CELIA

CELIA is an acronym of Computational ELectromagnetic Interaction Analysis software. Celia is an integrated EM analysis package based on the Yee finite difference time domain (FDTD) method.

The FDTD method has achieved unrivalled popularity amongst conventional computational electromagnetic techniques as a result of its ability deal with the complexities of practical electromagnetic engineering problems. A wealth of background knowledge and methods has been developed over the last two decades on the use and extension of the basic Yee numerical scheme to tackle a wide diversity of applications.

The benefit of the method is its simplicity. FDTD is a spatial discretisation method that solves Maxwell's equations in the local volume of the discrete elements. In this way complex material characteristics such as anisotropy, non-linearity and frequency dependence, for example, can be considered simply by incorporating the properties at the microscopic level. Macroscopic considerations such as geometric complexity and material heterogeneity are then dealt with trivially by ensuring sufficient resolution within the domain of interest.

A further advantage of the method is that it is a time domain technique as opposed to a frequency domain technique. In many applications this is advantageous as modern systems generally utilise wide bandwidth waveforms that are more efficiently computed in time.

Celia comprises a fully integrated environment for defining, solving and post-processing electromagnetic analysis problems. The package is presented within a Microsoft Windows graphical user interface or GUI. The GUI is written in Microsoft Visual C++ and will run on all 32-bit Windows operating systems (95,98,NT and 2000). The solver is written in ANSI standard Fortran 90 and is portable to any platform with a FORTRAN compiler.

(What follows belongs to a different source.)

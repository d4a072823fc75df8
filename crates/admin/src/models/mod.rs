//! Session and view models for the console.

pub mod session;

pub use session::{CurrentStaff, Flash, FlashKind, keys as session_keys};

The software is built in modular fashion for ease of use and provides five tools within the GUI to enable the specification and solution of an extensive range of electromagnetic problems. (see applications page for examples)

The Celia GUI

The Celia GUI is a Microsoft Windows platform graphical user interface to the Celia FDTD solver. It will run on all 32-bit Windows operating systems (95,98,NT and 2000). The GUI provides five tools, as follows:

  1. material manager
  2. solver input dialog
  3. geometry editor
  4. solver
  5. post-processing data visualisation tool

Each tool is used from a top-level project management environment that allows control of each modelling job through an Explorer style interface.

project management interface

Project files are maintained in separate project directories, the interface providing access to a single project at any one time. The screen layout contains drop down menus, toolbars and three windows. Provided in the interface are a project file browser and a text file edit/display window for managing, viewing and editing project files directly. The toolbar/menu provides access to the each of the tools used to specify the necessary elements of the model.

The material manager is a database management tool that allows the specification of materials and their properties. This database is global and all materials within the database are available from the geometry editor for constructing solids.

The solver input dialog is a tabbed style dialog that guides the user in the input of all necessary data such as mesh size, boundary conditions, source function etc. A text input file is the single repository of all solver data. This data can be accessed through the dialog, or via text editor for proficient users.

The geometry editor is a CAD style tool for specifying the problem geometry and meshing this prior to solution.

geometry edit session

The solver is self-explanatory. This will cause the solver to execute using the model specified. Solver capabilities are covered on a separate sheet.

The post-processor provides graph plotting and data visualisation facilities to examine the output from the model. Provided are graph plot, contour and carpet plot and 3D iso-surface plotting facilities.